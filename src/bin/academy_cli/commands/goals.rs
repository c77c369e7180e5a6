// ABOUTME: Goal progress command printing per-goal progress and a summary
// ABOUTME: Also lists achieved goals whose celebration has not been shown
//
// SPDX-License-Identifier: MIT OR Apache-2.0
// Copyright (c) 2025 Pierre Fitness Intelligence

use std::path::Path;

use academy_insights::datasets::load_goals;
use academy_insights::errors::AppResult;
use academy_insights::intelligence::{
    calculate_goal_progress, pending_celebrations, summarize_goals, GoalProgress,
};
use academy_insights::models::Goal;
use serde_json::json;
use tracing::info;

use crate::helpers::output::print_json;

/// Print progress for every goal, optionally restricted to one trainee
pub fn progress(goals_path: &Path, user_id: Option<&str>) -> AppResult<()> {
    let goals: Vec<Goal> = load_goals(goals_path)?
        .into_iter()
        .filter(|goal| user_id.is_none_or(|user| goal.user_id == user))
        .collect();

    let progress: Vec<GoalProgress> = goals.iter().map(calculate_goal_progress).collect();
    let pending: Vec<&str> = pending_celebrations(&goals)
        .into_iter()
        .map(|goal| goal.id.as_str())
        .collect();

    info!(goals = goals.len(), pending = pending.len(), "Calculated goal progress");
    print_json(&json!({
        "goals": progress,
        "summary": summarize_goals(&goals),
        "pending_celebrations": pending,
    }))
}
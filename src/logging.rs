// ABOUTME: Logging configuration and structured logging setup for observability and debugging
// ABOUTME: Configures log levels, formatters, and output destinations for the academy binaries
//
// SPDX-License-Identifier: MIT OR Apache-2.0
// Copyright (c) 2025 Pierre Fitness Intelligence

//! Structured logging configuration
//!
//! Logs go to stderr so command output on stdout stays machine-readable.

use anyhow::Result;
use serde_json::json;
use std::env;
use std::io;
use tracing::info;
use tracing_subscriber::{
    filter::Directive,
    fmt::{self, format::FmtSpan},
    layer::SubscriberExt,
    util::SubscriberInitExt,
    EnvFilter,
};

/// Default service name reported in structured logs
pub const SERVICE_NAME: &str = "academy-insights";

/// Logging configuration
#[derive(Debug, Clone)]
pub struct LoggingConfig {
    /// Log level (trace, debug, info, warn, error)
    pub level: String,
    /// Output format (json, pretty, compact)
    pub format: LogFormat,
    /// Include source file and line numbers
    pub include_location: bool,
    /// Include span open/close events
    pub include_spans: bool,
    /// Service name for structured logging
    pub service_name: String,
    /// Service version
    pub service_version: String,
}

/// Log output format options
#[derive(Debug, Clone, Copy, PartialEq, Eq)]
pub enum LogFormat {
    /// `JSON` format for log aggregation
    Json,
    /// Pretty format for development
    Pretty,
    /// Compact format for terminals
    Compact,
}

impl LogFormat {
    /// Parse a format name, falling back to compact
    #[must_use]
    pub fn from_str_or_default(s: &str) -> Self {
        match s.trim().to_lowercase().as_str() {
            "json" => Self::Json,
            "pretty" => Self::Pretty,
            _ => Self::Compact,
        }
    }
}

impl Default for LoggingConfig {
    fn default() -> Self {
        Self {
            level: "info".into(),
            format: LogFormat::Compact,
            include_location: false,
            include_spans: false,
            service_name: SERVICE_NAME.into(),
            service_version: env!("CARGO_PKG_VERSION").to_owned(),
        }
    }
}

impl LoggingConfig {
    /// Create logging configuration from environment variables
    #[must_use]
    pub fn from_env() -> Self {
        Self {
            level: env::var("RUST_LOG").unwrap_or_else(|_| "info".into()),
            format: env::var("LOG_FORMAT")
                .map_or(LogFormat::Compact, |v| LogFormat::from_str_or_default(&v)),
            include_location: env::var("LOG_INCLUDE_LOCATION").is_ok(),
            include_spans: env::var("LOG_INCLUDE_SPANS").is_ok(),
            service_name: env::var("SERVICE_NAME").unwrap_or_else(|_| SERVICE_NAME.into()),
            service_version: env!("CARGO_PKG_VERSION").to_owned(),
        }
    }

    /// Override the level (e.g. from a `--verbose` flag)
    #[must_use]
    pub fn with_level(mut self, level: impl Into<String>) -> Self {
        self.level = level.into();
        self
    }

    /// Build the environment filter for this configuration
    ///
    /// A bare level such as `debug` also pins the workspace crates to that
    /// level and quiets rayon. A directive list such as
    /// `academy_insights=debug` is used exactly as written.
    #[must_use]
    pub fn env_filter(&self) -> EnvFilter {
        let filter = EnvFilter::new(&self.level);
        let Ok(level) = self.level.trim().parse::<tracing::Level>() else {
            return filter;
        };

        let level = level.as_str().to_ascii_lowercase();
        ["rayon=warn".to_owned()]
            .into_iter()
            .chain(
                ["academy_insights", "academy_intelligence"]
                    .iter()
                    .map(|target| format!("{target}={level}")),
            )
            .filter_map(|raw| raw.parse::<Directive>().ok())
            .fold(filter, EnvFilter::add_directive)
    }

    /// Initialize the global tracing subscriber
    ///
    /// # Errors
    ///
    /// Returns an error if a global subscriber was already installed
    pub fn init(&self) -> Result<()> {
        let registry = tracing_subscriber::registry().with(self.env_filter());
        let span_events = if self.include_spans {
            FmtSpan::NEW | FmtSpan::CLOSE
        } else {
            FmtSpan::NONE
        };

        match self.format {
            LogFormat::Json => {
                let json_layer = fmt::layer()
                    .with_file(self.include_location)
                    .with_line_number(self.include_location)
                    .with_target(true)
                    .with_writer(io::stderr)
                    .with_span_events(span_events)
                    .json();
                registry.with(json_layer).try_init()?;
            }
            LogFormat::Pretty => {
                let pretty_layer = fmt::layer()
                    .pretty()
                    .with_file(self.include_location)
                    .with_line_number(self.include_location)
                    .with_target(true)
                    .with_writer(io::stderr)
                    .with_span_events(span_events);
                registry.with(pretty_layer).try_init()?;
            }
            LogFormat::Compact => {
                let compact_layer = fmt::layer()
                    .compact()
                    .with_target(false)
                    .with_writer(io::stderr)
                    .with_span_events(FmtSpan::NONE);
                registry.with(compact_layer).try_init()?;
            }
        }

        self.log_startup_info();
        Ok(())
    }

    fn log_startup_info(&self) {
        let config_summary = json!({
            "service": {
                "name": self.service_name,
                "version": self.service_version,
            },
            "logging": {
                "level": self.level,
                "format": format!("{:?}", self.format),
                "location": self.include_location,
                "spans": self.include_spans,
            }
        });
        info!(
            service.name = %self.service_name,
            service.version = %self.service_version,
            "Logging initialized: {config_summary}"
        );
    }
}

/// Initialize logging from environment
///
/// # Errors
///
/// Returns an error if logging initialization fails
pub fn init_from_env() -> Result<()> {
    LoggingConfig::from_env().init()
}
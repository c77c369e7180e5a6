// ABOUTME: Academy CLI - command-line access to the trainee analytics engines
// ABOUTME: Loads exported JSON datasets and prints comparisons, rankings, statistics and reports
//
// SPDX-License-Identifier: MIT OR Apache-2.0
// Copyright (c) 2025 Pierre Fitness Intelligence
//!
//! Usage:
//! ```bash
//! # Compare a trainee's two latest assessments
//! academy-cli compare --assessments assessments.json --user trainee-1
//!
//! # Rank the cohort on the 10 meter sprint
//! academy-cli rank --assessments assessments.json --metric sprint_10m --names names.json
//!
//! # Group statistics with an 8-bin histogram
//! academy-cli stats --assessments assessments.json --metric kick_power_kaiser --bins 8
//!
//! # Goal progress for one trainee
//! academy-cli goals --goals goals.json --user trainee-1
//!
//! # Validate a weekly meal plan
//! academy-cli meal-plan --file plan.json
//!
//! # Full trainee report
//! academy-cli report --assessments assessments.json --goals goals.json --user trainee-1
//! ```

mod commands;
mod helpers;

use std::path::PathBuf;
use std::process::ExitCode;

use academy_insights::config::{AcademyConfig, BenchmarkSource};
use academy_insights::errors::{AppError, ErrorCode, ErrorResponse};
use academy_insights::models::MetricKey;
use anyhow::Context;
use clap::{Parser, Subcommand};
use tracing::info;

#[derive(Parser)]
#[command(
    name = "academy-cli",
    about = "Academy trainee analytics CLI",
    long_about = "Command-line access to assessment comparisons, goal progress, cohort rankings and trainee reports over exported JSON datasets."
)]
struct Cli {
    #[command(subcommand)]
    command: Command,

    /// Rating benchmark source override (static or cohort)
    #[arg(long, global = true)]
    rating_source: Option<BenchmarkSource>,

    /// Enable debug logging
    #[arg(long, short = 'v', global = true)]
    verbose: bool,
}

#[non_exhaustive]
#[derive(Subcommand)]
enum Command {
    /// Compare a trainee's two most recent assessments
    Compare {
        /// Assessments JSON file
        #[arg(long)]
        assessments: PathBuf,

        /// Trainee id
        #[arg(long)]
        user: String,
    },

    /// Rank the cohort on one metric
    Rank {
        /// Assessments JSON file
        #[arg(long)]
        assessments: PathBuf,

        /// Metric key (e.g. `sprint_10m`)
        #[arg(long)]
        metric: MetricKey,

        /// Display names JSON file
        #[arg(long)]
        names: Option<PathBuf>,
    },

    /// Group statistics and distribution bins for one metric
    Stats {
        /// Assessments JSON file
        #[arg(long)]
        assessments: PathBuf,

        /// Metric key (e.g. `sprint_10m`)
        #[arg(long)]
        metric: MetricKey,

        /// Histogram bin count (overrides `ACADEMY_DISTRIBUTION_BINS`)
        #[arg(long)]
        bins: Option<usize>,
    },

    /// Goal progress per goal plus a summary
    Goals {
        /// Goals JSON file
        #[arg(long)]
        goals: PathBuf,

        /// Only this trainee's goals
        #[arg(long)]
        user: Option<String>,
    },

    /// Validate a weekly meal plan
    MealPlan {
        /// Meal plan JSON file
        #[arg(long)]
        file: PathBuf,
    },

    /// Full report for one trainee
    Report {
        /// Assessments JSON file
        #[arg(long)]
        assessments: PathBuf,

        /// Goals JSON file
        #[arg(long)]
        goals: PathBuf,

        /// Trainee id
        #[arg(long)]
        user: String,

        /// Display names JSON file
        #[arg(long)]
        names: Option<PathBuf>,
    },
}

fn main() -> ExitCode {
    let cli = Cli::parse();

    match run(cli) {
        Ok(()) => ExitCode::SUCCESS,
        Err(error) => report_error(&error),
    }
}

fn run(cli: Cli) -> anyhow::Result<()> {
    let mut config = AcademyConfig::from_env().context("Failed to load configuration")?;
    if cli.verbose {
        config.logging = config.logging.with_level("debug");
    }
    config
        .logging
        .init()
        .context("Failed to initialize logging")?;

    if let Some(source) = cli.rating_source {
        config = config.with_benchmark_source(source);
    }

    info!("Academy analytics CLI");
    config.log_summary();

    match cli.command {
        Command::Compare { assessments, user } => {
            commands::analysis::compare(&assessments, &user)?;
        }
        Command::Rank {
            assessments,
            metric,
            names,
        } => {
            commands::analysis::rank(&assessments, metric, names.as_deref())?;
        }
        Command::Stats {
            assessments,
            metric,
            bins,
        } => {
            if let Some(bins) = bins {
                config = config.with_distribution_bins(bins);
                config.validate().context("Invalid --bins value")?;
            }
            commands::analysis::stats(&assessments, metric, &config.analytics)?;
        }
        Command::Goals { goals, user } => {
            commands::goals::progress(&goals, user.as_deref())?;
        }
        Command::MealPlan { file } => {
            commands::meal_plan::validate(&file)?;
        }
        Command::Report {
            assessments,
            goals,
            user,
            names,
        } => {
            commands::report::build(
                &assessments,
                &goals,
                &user,
                names.as_deref(),
                &config.analytics,
            )?;
        }
    }

    Ok(())
}

fn report_error(error: &anyhow::Error) -> ExitCode {
    let (code, details) = error.downcast_ref::<AppError>().map_or_else(
        || (ErrorCode::InternalError, serde_json::Value::Null),
        |app_error| (app_error.code, app_error.details.clone()),
    );
    let response = ErrorResponse {
        code,
        message: format!("{error:#}"),
        details,
    };
    helpers::output::print_error(&response);
    u8::try_from(code.exit_code()).map_or(ExitCode::FAILURE, ExitCode::from)
}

• **WORK REQUIRED**
What lines in the entries above hold "bool"? Copy every one.

• **RESPONSE TO THE TASK**
    pub include_location: bool,
    pub include_spans: bool,
    verbose: bool,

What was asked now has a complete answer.